Meanwhile, Crescent Heights United’s official pastor, the Rev. John Griffin, was at the Methodists’ General Conference in Cleveland, poised to join mass arrests protesting the gay-wedding ban. Leading the demonstrations will be former Jerry Falwell adviser the Rev. Mel White, joined by Martin Luther King Jr.’s daughter, Yolanda, and Mahatma Gandhi’s grandson, Arun. While the Methodists have mustered the courage to condemn the U.S. military’s bombing of the Puerto Rican island of Vieques, and confessed to the sin of racism against African-Americans, they’re not expected to locate the guts or vision to permit humans to pair off with the mate of their choice.
The Rev. Robert L. Kuyper, founder of the gay-unfriendly Transforming Congregations movement, who was on hand for the nuptials, said nothing would be gained. “I don’t think it’ll be any more effective than blessing the drink of an alcoholic in a bar. You’re still gonna get drunk from it.”

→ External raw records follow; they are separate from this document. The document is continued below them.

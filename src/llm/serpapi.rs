use std::time::Duration;

use serde::de::DeserializeOwned;
use serde::Deserialize;
use serde_json::json;
use tracing::info;

use crate::config::Config;
use crate::error::{StylistError, StylistResult};
use crate::utils::http::{get_http_client, truncate_for_log};
use crate::utils::retry::{send_with_retry, RetryPolicy};
use crate::utils::timing::log_api_timing;

const SERVICE: &str = "serpapi";
const SHOPPING_ENGINE: &str = "google_shopping";
const LENS_ENGINE: &str = "google_lens";

#[derive(Debug, Deserialize)]
struct ShoppingResponse {
    error: Option<String>,
    #[serde(default)]
    shopping_results: Vec<ShoppingResult>,
}

#[derive(Debug, Clone, Deserialize)]
pub struct ShoppingResult {
    pub title: Option<String>,
    pub link: Option<String>,
    pub product_link: Option<String>,
    pub price: Option<String>,
    pub extracted_price: Option<f64>,
    pub thumbnail: Option<String>,
    pub source: Option<String>,
}

#[derive(Debug, Deserialize)]
struct LensResponse {
    error: Option<String>,
    #[serde(default)]
    visual_matches: Vec<VisualMatch>,
}

#[derive(Debug, Clone, Deserialize)]
pub struct VisualMatch {
    pub title: Option<String>,
    pub link: Option<String>,
    pub source: Option<String>,
    pub price: Option<LensPrice>,
    pub thumbnail: Option<String>,
    pub image: Option<String>,
}

#[derive(Debug, Clone, Deserialize)]
pub struct LensPrice {
    pub value: Option<String>,
    pub extracted_value: Option<f64>,
    pub currency: Option<String>,
}

#[derive(Debug, Clone)]
pub struct SerpApiClient {
    endpoint: String,
    api_key: String,
    timeout: Duration,
    retry: RetryPolicy,
}

impl SerpApiClient {
    pub fn new(endpoint: &str, api_key: &str, timeout: Duration, retry: RetryPolicy) -> Self {
        Self {
            endpoint: endpoint.trim().to_string(),
            api_key: api_key.trim().to_string(),
            timeout,
            retry,
        }
    }

    pub fn from_config(config: &Config) -> Self {
        Self::new(
            &config.serpapi_endpoint,
            &config.serpapi_key,
            config.api_timeout(),
            RetryPolicy::from_config(config),
        )
    }

    async fn search<T: DeserializeOwned>(
        &self,
        engine: &'static str,
        params: &[(&str, String)],
    ) -> StylistResult<T> {
        if self.api_key.is_empty() {
            return Err(StylistError::Config("SERPAPI_KEY is not configured.".to_string()));
        }

        let mut query: Vec<(&str, String)> = vec![("engine", engine.to_string())];
        query.extend(params.iter().cloned());
        query.push(("api_key", self.api_key.clone()));

        let response = send_with_retry(SERVICE, &self.retry, || {
            get_http_client()
                .get(&self.endpoint)
                .query(&query)
                .timeout(self.timeout)
        })
        .await?;

        response
            .json::<T>()
            .await
            .map_err(|err| StylistError::malformed("search", format!("invalid {engine} body: {err}")))
    }

    pub async fn google_shopping(&self, query: &str, num: usize) -> StylistResult<Vec<ShoppingResult>> {
        if query.trim().is_empty() {
            return Err(StylistError::InvalidInput("query must not be empty".to_string()));
        }
        info!(
            "Calling SerpAPI {} with query: {}",
            SHOPPING_ENGINE,
            truncate_for_log(query, 200)
        );

        let params = [("q", query.to_string()), ("num", num.to_string())];
        let metadata = json!({ "num": num });
        let body: ShoppingResponse =
            log_api_timing(SERVICE, SHOPPING_ENGINE, "search", Some(metadata), || {
                self.search(SHOPPING_ENGINE, &params)
            })
            .await?;

        if let Some(error) = body.error {
            return no_results_or_error(error);
        }
        Ok(body.shopping_results)
    }

    pub async fn google_lens(&self, image_url: &str) -> StylistResult<Vec<VisualMatch>> {
        if image_url.trim().is_empty() {
            return Err(StylistError::InvalidInput("image url must not be empty".to_string()));
        }
        info!(
            "Calling SerpAPI {} with image: {}",
            LENS_ENGINE,
            truncate_for_log(image_url, 120)
        );

        let params = [("url", image_url.to_string())];
        let body: LensResponse = log_api_timing(SERVICE, LENS_ENGINE, "search", None, || {
            self.search(LENS_ENGINE, &params)
        })
        .await?;

        if let Some(error) = body.error {
            return no_results_or_error(error);
        }
        Ok(body.visual_matches)
    }
}

/// SerpAPI reports an empty result set through the `error` field; only other
/// messages are failures.
fn no_results_or_error<T>(error: String) -> StylistResult<Vec<T>> {
    if error.to_lowercase().contains("hasn't returned any results") {
        return Ok(Vec::new());
    }
    Err(StylistError::upstream(SERVICE, error))
}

But the happy couple felt progress had been made. “To have stood onstage and had our relationship blessed in front of friends, family and strangers . . . what more could you ask for?” said Fritz.
“Except for a real wedding,” a smiling Hayes added.
—Michael Simmons
RELUCTANT JAILBIRD
City Council Member Jackie Goldberg’s call for an investigation into the length of time she was jailed in support of striking janitors has set off a furor. Goldberg protested that eight hours was too long to spend in the pokey for an act of civil disobedience, even if she sought the arrest herself. An L.A. Times editorial accused her of treating her incarceration as a “star turn”; Goldberg responded that she was trying to get to the bottom of an overly “punitive” police response.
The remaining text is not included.